The Art of Curating Worship

A book that has me absolutely brimming with ideas is Mark Pierson’s The Art of Curating Worship: Reshaping the Role of Worship Leader. This book speaks directly to how worship can be a means of discipleship for a community and the needs of artists within their faith communities to grow and thrive.

It’s not often I feel like I read a book that confirms my dreams like this one does. When people have asked me how I envision a future role in full-time ministry I tell them I want to be a worship pastor. This is often met with puzzled looks.

I don’t play guitar.

I don’t sing melody.

How could I be a worship pastor?

To me, the point of being a worship pastor is to shepherd (pastor) people in worship, in a holistic sense. Just like preachers don’t accomplish their whole job in a half hour on a Sunday morning, why is it expected that a worship pastor’s sole focus is a four song music set on Sunday morning. Quite frankly, why do churches have full-time job roles for that? A worship pastor should lead and disciple people in worship.

To me, that means helping people in prayer, Scripture reading, music, serving others, discipling others, cooking, cleaning, painting, writing, etc. If we want to take seriously that all work should be worship, then the worship pastor should be uniting people’s vocation with their spiritual disciplines to bring glory to God in all we do.

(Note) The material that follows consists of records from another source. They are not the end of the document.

//! Scene scanning: turns a scene into the list of export items.
//!
//! Four finders run over the scene:
//!
//! | Finder | Produces |
//! |--------|----------|
//! | cameras | one item per non-default, non-startup camera transform |
//! | characters | one skeleton per namespace (or per unnamespaced root joint) |
//! | blendshape groups | one mesh per namespace, the one with the most weights |
//! | combos | skeletons whose meshes carry blendshapes, promoted to Skeleton+BlendShape |
//!
//! Filenames are derived from the scene tokens, which come from the scene
//! file name, then namespaces, then the found items themselves.

use animbatch_model::names::{bare_name, canonical_root_name, leaf_name, namespace_of};
use animbatch_model::naming::{build_filename, deduplicate_filenames};
use animbatch_model::{ExportItem, ItemKind, SceneTokens};
use animbatch_scene::{NodeId, NodeType, SceneGraph};
use serde::Serialize;
use std::collections::BTreeMap;
use tracing::{debug, info, warn};

use crate::bake::blend_shape_weights;
use crate::pipeline::{joint_set, meshes_under, skinned_meshes};

/// Camera names every scene has.
const DEFAULT_CAMERAS: &[&str] = &[
    "persp", "top", "front", "side", "back", "bottom", "left", "right",
];

#[derive(Debug, Clone, PartialEq)]
struct Found {
    node: NodeId,
    path: String,
    display: String,
    ns_or_name: String,
}

/// Blendshape data attached to a skeleton.
#[derive(Debug, Clone, Default, PartialEq)]
struct Combo {
    bs_meshes: Vec<String>,
    bs_nodes: Vec<String>,
    bs_weight_attrs: Vec<String>,
}

/// What a scan found.
#[derive(Debug, Clone, PartialEq, Serialize)]
pub struct ScanReport {
    pub items: Vec<ExportItem>,
    #[serde(skip)]
    pub tokens: SceneTokens,
    pub cameras: usize,
    pub skeletons: usize,
    pub skeletons_with_blend_shapes: usize,
    pub blend_shape_groups: usize,
}

impl ScanReport {
    /// One-line scan summary.
    pub fn summary(&self) -> String {
        let mut line = format!(
            "Scan complete: {} item(s) found ({} cameras, {} skeletons",
            self.items.len(),
            self.cameras,
            self.skeletons
        );
        if self.skeletons_with_blend_shapes > 0 {
            line.push_str(&format!(" ({} with BlendShape)", self.skeletons_with_blend_shapes));
        }
        line.push_str(&format!(", {} blendshape groups).", self.blend_shape_groups));
        line
    }
}

fn display_name(path: &str) -> String {
    leaf_name(path).trim_start_matches(':').to_string()
}

/// Non-default camera transforms, sorted by path.
fn find_cameras(scene: &dyn SceneGraph) -> Vec<Found> {
    let mut found: Vec<Found> = scene
        .list_by_type(NodeType::Camera)
        .into_iter()
        .filter_map(|shape| {
            let transform = scene.parent(shape)?;
            if scene.is_startup_camera(transform) || scene.is_startup_camera(shape) {
                return None;
            }
            let path = scene.path_of(transform).ok()?;
            if DEFAULT_CAMERAS.contains(&bare_name(&path)) {
                return None;
            }
            let display = display_name(&path);
            Some(Found {
                node: transform,
                path,
                ns_or_name: display.clone(),
                display,
            })
        })
        .collect();
    found.sort_by(|a, b| a.path.cmp(&b.path));
    found.dedup_by(|a, b| a.node == b.node);
    found
}

/// One root joint per character.
///
/// Root joints in the same namespace belong to one character; the one
/// named `root` wins, else the one with the most joints below it.
fn find_characters(scene: &dyn SceneGraph) -> Vec<Found> {
    let mut groups: BTreeMap<String, Vec<(NodeId, String)>> = BTreeMap::new();
    for joint in scene.list_by_type(NodeType::Joint) {
        let is_root = match scene.parent(joint) {
            Some(p) => scene.node_type(p).ok() != Some(NodeType::Joint),
            None => true,
        };
        if !is_root {
            continue;
        }
        let Ok(path) = scene.path_of(joint) else {
            continue;
        };
        let key = match namespace_of(&path) {
            Some(ns) => ns.to_string(),
            None => path.clone(),
        };
        groups.entry(key).or_default().push((joint, path));
    }

    groups
        .into_iter()
        .filter_map(|(key, candidates)| {
            let named_root = candidates
                .iter()
                .find(|(_, p)| bare_name(p).eq_ignore_ascii_case("root"));
            let (node, path) = match named_root {
                Some(c) => c.clone(),
                None => candidates
                    .iter()
                    .max_by_key(|(id, p)| {
                        (scene.descendants(*id, Some(NodeType::Joint)).len(), std::cmp::Reverse(p.clone()))
                    })?
                    .clone(),
            };
            let ns_or_name = match namespace_of(&path) {
                Some(ns) => ns.to_string(),
                None => bare_name(&key).to_string(),
            };
            Some(Found {
                node,
                path,
                display: ns_or_name.clone(),
                ns_or_name,
            })
        })
        .collect()
}

fn mesh_transform(scene: &dyn SceneGraph, geometry: NodeId) -> Option<NodeId> {
    match scene.node_type(geometry).ok()? {
        NodeType::Mesh => scene.parent(geometry),
        NodeType::Transform => Some(geometry),
        _ => None,
    }
}

/// One blendshape mesh per namespace: the one whose blendshapes carry the
/// most weights. Meshes outside namespaces form their own groups.
fn find_blend_shape_groups(scene: &dyn SceneGraph) -> Vec<Found> {
    let mut groups: BTreeMap<String, (NodeId, String, usize)> = BTreeMap::new();
    for bs in scene.list_by_type(NodeType::BlendShape) {
        for geometry in scene.blend_shape_geometry(bs) {
            let Some(mesh) = mesh_transform(scene, geometry) else {
                continue;
            };
            let Ok(path) = scene.path_of(mesh) else {
                continue;
            };
            let weights = blend_shape_weights(scene, mesh).map_or(0, |w| w.len());
            let key = match namespace_of(&path) {
                Some(ns) => ns.to_string(),
                None => path.clone(),
            };
            let better = groups.get(&key).map_or(true, |(_, _, best)| weights > *best);
            if better {
                groups.insert(key, (mesh, path, weights));
            }
        }
    }

    groups
        .into_values()
        .map(|(node, path, _)| {
            let ns_or_name = match namespace_of(&path) {
                Some(ns) => ns.to_string(),
                None => bare_name(&path).to_string(),
            };
            Found {
                node,
                display: format!("{} ({})", ns_or_name, bare_name(&path)),
                path,
                ns_or_name,
            }
        })
        .collect()
}

/// Top-most ancestor of `node`.
fn top_node(scene: &dyn SceneGraph, node: NodeId) -> NodeId {
    let mut top = node;
    while let Some(parent) = scene.parent(top) {
        top = parent;
    }
    top
}

/// Blendshape data on the character's skinned meshes, or on the meshes
/// under its top node when nothing is skinned to it.
fn find_combo(scene: &dyn SceneGraph, root: NodeId) -> Option<Combo> {
    let joints = joint_set(scene, root);
    let mut meshes = skinned_meshes(scene, &joints).0;
    if meshes.is_empty() {
        meshes = meshes_under(scene, top_node(scene, root));
    }

    let mut combo = Combo::default();
    for mesh in meshes {
        let Some(weights) = blend_shape_weights(scene, mesh) else {
            continue;
        };
        if weights.is_empty() {
            continue;
        }
        if let Ok(path) = scene.path_of(mesh) {
            combo.bs_meshes.push(path);
        }
        for deformer in scene.history(mesh) {
            if scene.node_type(deformer).ok() != Some(NodeType::BlendShape) {
                continue;
            }
            if let Ok(path) = scene.path_of(deformer) {
                if !combo.bs_nodes.contains(&path) {
                    combo.bs_nodes.push(path);
                }
            }
        }
        for attr in weights {
            if !combo.bs_weight_attrs.contains(&attr) {
                combo.bs_weight_attrs.push(attr);
            }
        }
    }
    (!combo.bs_weight_attrs.is_empty()).then_some(combo)
}

/// Scans the scene and names every item.
pub fn scan_scene(scene: &dyn SceneGraph) -> ScanReport {
    let cameras = find_cameras(scene);
    let characters = find_characters(scene);
    let bs_groups = find_blend_shape_groups(scene);

    let mut tokens = SceneTokens::from_scene(&scene.scene_name(), &scene.namespaces());
    if !tokens.is_complete() {
        let sources = characters
            .iter()
            .flat_map(|c| [c.ns_or_name.as_str(), c.path.as_str(), c.display.as_str()])
            .chain(cameras.iter().flat_map(|c| [c.path.as_str(), c.display.as_str()]))
            .chain(
                bs_groups
                    .iter()
                    .flat_map(|b| [b.ns_or_name.as_str(), b.path.as_str(), b.display.as_str()]),
            );
        tokens.fill_missing_from_sources(sources);
        if !tokens.is_complete() {
            warn!(
                project = %tokens.project,
                scene = %tokens.scene,
                shot = %tokens.shot,
                "token inference incomplete: filenames may miss project/scene/shot"
            );
        }
    }

    let mut items = Vec::new();
    for cam in &cameras {
        items.push(
            ExportItem::new(ItemKind::Camera, &cam.path, &cam.display)
                .with_ns_or_name(&cam.ns_or_name)
                .with_filename(build_filename(ItemKind::Camera, &cam.path, &tokens, "")),
        );
    }

    let mut with_bs = 0;
    for ch in &characters {
        let mut item = ExportItem::new(ItemKind::Skeleton, &ch.path, &ch.display)
            .with_ns_or_name(&ch.ns_or_name)
            .with_filename(build_filename(ItemKind::Skeleton, &ch.ns_or_name, &tokens, ""));
        let bare = bare_name(&ch.path);
        if canonical_root_name(bare) != bare {
            item.message = format!("Root bone \"{}\" will be renamed to \"Root\" during export", bare);
        }
        if let Some(combo) = find_combo(scene, ch.node) {
            item.kind = ItemKind::SkeletonBlendShape;
            item.name = format!("{} (+BS)", ch.display);
            item.filename =
                build_filename(ItemKind::SkeletonBlendShape, &ch.ns_or_name, &tokens, "");
            debug!(
                character = %ch.ns_or_name,
                meshes = combo.bs_meshes.len(),
                weights = combo.bs_weight_attrs.len(),
                "promoted skeleton to skeleton+blendshape"
            );
            item.bs_meshes = combo.bs_meshes;
            item.bs_nodes = combo.bs_nodes;
            item.bs_weight_attrs = combo.bs_weight_attrs;
            with_bs += 1;
        }
        items.push(item);
    }

    for bs in &bs_groups {
        items.push(
            ExportItem::new(ItemKind::BlendShape, &bs.path, &bs.display)
                .with_ns_or_name(&bs.ns_or_name)
                .with_filename(build_filename(ItemKind::BlendShape, &bs.ns_or_name, &tokens, "")),
        );
    }

    deduplicate_filenames(&mut items, &tokens);
    for (i, item) in items.iter().enumerate() {
        debug!(
            index = i + 1,
            kind = %item.kind,
            ns_or_name = %item.ns_or_name,
            filename = %item.filename,
            "scan item"
        );
    }

    let report = ScanReport {
        items,
        tokens,
        cameras: cameras.len(),
        skeletons: characters.len(),
        skeletons_with_blend_shapes: with_bs,
        blend_shape_groups: bs_groups.len(),
    };
    info!("{}", report.summary());
    report
}

#[cfg(test)]
mod tests {
    use super::*;
    use animbatch_scene::MemoryScene;
    use pretty_assertions::assert_eq;

    fn shot() -> MemoryScene {
        let mut scene = MemoryScene::new("/shots/Proj_SceneA01_Shot010_v003.ma");
        scene.add_camera("persp", None);
        let startup = scene.add_camera("top", None);
        scene.set_startup(startup, true);
        scene.add_camera("shotCam", None);

        let hero = scene.add_node("hero_Rig:pelvis", NodeType::Joint, None);
        scene.add_node("hero_Rig:spine", NodeType::Joint, Some(hero));
        let body = scene.add_mesh("hero_Rig:body", None);
        scene.add_skin_cluster("skinCluster1", &[body], &[hero]);
        scene.add_blend_shape("hero_Rig:faceBS", &[body], &[Some("Smile"), Some("Blink")]);

        let grp = scene.add_node("prop_grp", NodeType::Transform, None);
        scene.add_node("Root", NodeType::Joint, Some(grp));
        scene
    }

    #[test]
    fn test_scan_finds_every_kind() {
        let scene = shot();
        let report = scan_scene(&scene);
        let kinds: Vec<(ItemKind, &str)> = report
            .items
            .iter()
            .map(|i| (i.kind, i.node.as_str()))
            .collect();
        assert_eq!(
            kinds,
            vec![
                (ItemKind::Camera, "|shotCam"),
                (ItemKind::SkeletonBlendShape, "|hero_Rig:pelvis"),
                (ItemKind::Skeleton, "|prop_grp|Root"),
                (ItemKind::BlendShape, "|hero_Rig:body"),
            ]
        );
        assert_eq!(
            report.summary(),
            "Scan complete: 4 item(s) found (1 cameras, 2 skeletons (1 with BlendShape), 1 blendshape groups)."
        );
    }

    #[test]
    fn test_scan_names_and_notices() {
        let scene = shot();
        let report = scan_scene(&scene);
        let by_node = |node: &str| report.items.iter().find(|i| i.node == node).unwrap();

        assert_eq!(by_node("|shotCam").filename, "Cam_Proj_SceneA01_Shot010.fbx");
        let hero = by_node("|hero_Rig:pelvis");
        assert_eq!(hero.filename, "A_Proj_hero_SceneA01_Shot010.fbx");
        assert_eq!(
            hero.message,
            "Root bone \"pelvis\" will be renamed to \"Root\" during export"
        );
        assert_eq!(hero.bs_weight_attrs, vec!["hero_Rig:faceBS.Smile", "hero_Rig:faceBS.Blink"]);
        assert_eq!(hero.bs_meshes, vec!["|hero_Rig:body"]);
        assert_eq!(by_node("|prop_grp|Root").message, "");
        assert_eq!(by_node("|hero_Rig:body").filename, "A_Proj_hero_SceneA01_Shot010_Face.fbx");
    }

    #[test]
    fn test_character_prefers_root_named_joint() {
        let mut scene = MemoryScene::new("untitled.ma");
        let big = scene.add_node("npc:hips", NodeType::Joint, None);
        scene.add_node("npc:spine", NodeType::Joint, Some(big));
        scene.add_node("npc:root", NodeType::Joint, None);
        let report = scan_scene(&scene);
        assert_eq!(report.items.len(), 1);
        assert_eq!(report.items[0].node, "|npc:root");
        assert_eq!(report.items[0].ns_or_name, "npc");
    }

    #[test]
    fn test_blend_shape_group_picks_most_weights() {
        let mut scene = MemoryScene::new("untitled.ma");
        let brows = scene.add_mesh("npc:brows", None);
        let head = scene.add_mesh("npc:head", None);
        scene.add_blend_shape("npc:browBS", &[brows], &[Some("Up")]);
        scene.add_blend_shape("npc:faceBS", &[head], &[Some("Smile"), Some("Jaw")]);
        let report = scan_scene(&scene);
        assert_eq!(report.blend_shape_groups, 1);
        assert_eq!(report.items[0].node, "|npc:head");
        assert_eq!(report.items[0].name, "npc (head)");
    }
}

This book speaks to that sentiment. Focused on doing stations based worship on Sunday mornings along with “guerilla worship” (doing worship events in the larger community, like art installations), this book shows that the role of the worship leader is to facilitate the  faith community’s participation in worship by utilizing individual talents to create art and bring glory to God. In its pages you will find dozens of examples, mostly in Australia and New Zealand, of how worship leaders are curating worship installations that allow God to speak to people through all of their senses. It is a view of worship as immersion—a setting aside of time to be immersed in the depth of the human condition and how God speaks to this depth.

I know I am not alone. I had a good friend lament to me a couple of months ago about how she set up an art event at her church and only one person showed up. This book is for people like us, who struggle with how to lead worship in a holistic way that connects with your diverse faith community and disciples people in their strengths and vocations.

The Art of Curating Worship: Reshaping the Role of Worship Leader
Mark Pierson
Sparkhouse Press
$15.92  (Amazon)

An Epiphany About Discipleship

I’ve been thinking a lot about what it means to be a disciple lately. (Most of the time) I have the Bible reading down, an active prayer life and fellowship with Christ-followers and my neighbors.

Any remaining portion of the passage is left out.